During the Cambrian Explosion, a period of rapid evolutionary innovation about 500 million years ago when most major animal groups emerge in the fossil record, arthropods with hard exoskeletons and jointed limbs first started to appear. Prior to this period, most animal life on Earth consisted of enigmatic soft-bodied creatures that resembled algae or jellyfish.

These fossils, from the collections of the Royal Ontario Museum in Toronto and the Smithsonian Institution in Washington DC, originated from the Burgess Shale in Western Canada, one of the world’s richest source of fossils from the period.

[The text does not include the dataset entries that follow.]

use serde::{Deserialize, Serialize};

use crate::SerializableSecretString;
use crate::shared::ValidationError;

/// Elasticsearch connection settings.
#[derive(Clone, Debug, Serialize, Deserialize)]
#[serde(rename_all = "snake_case")]
pub struct ElasticsearchConfig {
    /// Base url of the cluster, e.g. `http://localhost:9200`.
    pub url: String,
    #[serde(default, skip_serializing_if = "Option::is_none")]
    pub username: Option<String>,
    #[serde(default, skip_serializing_if = "Option::is_none")]
    pub password: Option<SerializableSecretString>,
    /// Version of the cluster API, e.g. `7.10`. Controls bulk metadata field names and whether
    /// each collection gets its own index.
    #[serde(default = "default_api_version")]
    pub api_version: String,
    #[serde(default = "default_request_timeout_ms")]
    pub request_timeout_ms: u64,
    /// Keep-alive of scroll contexts used to enumerate indexed documents.
    #[serde(default = "default_scroll_keep_alive")]
    pub scroll_keep_alive: String,
}

fn default_api_version() -> String {
    "7.10".to_owned()
}

fn default_request_timeout_ms() -> u64 {
    30_000
}

fn default_scroll_keep_alive() -> String {
    "1m".to_owned()
}

impl ElasticsearchConfig {
    /// Major component of [`ElasticsearchConfig::api_version`].
    pub fn api_major_version(&self) -> Result<u32, ValidationError> {
        parse_api_major_version(&self.api_version)
    }

    pub fn validate(&self) -> Result<(), ValidationError> {
        self.api_major_version()?;

        Ok(())
    }
}

/// Parses the major component of versions like `7`, `6.8` or `5.6.16`.
pub fn parse_api_major_version(version: &str) -> Result<u32, ValidationError> {
    version
        .trim()
        .split('.')
        .next()
        .and_then(|major| major.parse::<u32>().ok())
        .ok_or_else(|| ValidationError::InvalidApiVersion(version.to_owned()))
}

Since brains and other soft tissues are essentially made of fatty-like substances, finding them as fossils is extremely rare, which makes understanding their evolutionary history difficult. Even in the Burgess Shale, one of the rare places on Earth where conditions are just right to enable exceptionally good preservation of Cambrian fossils, finding fossilised brain tissue is very uncommon. In fact, this is the most complete brain found in a fossil from the Burgess Shale, as earlier results have been less conclusive.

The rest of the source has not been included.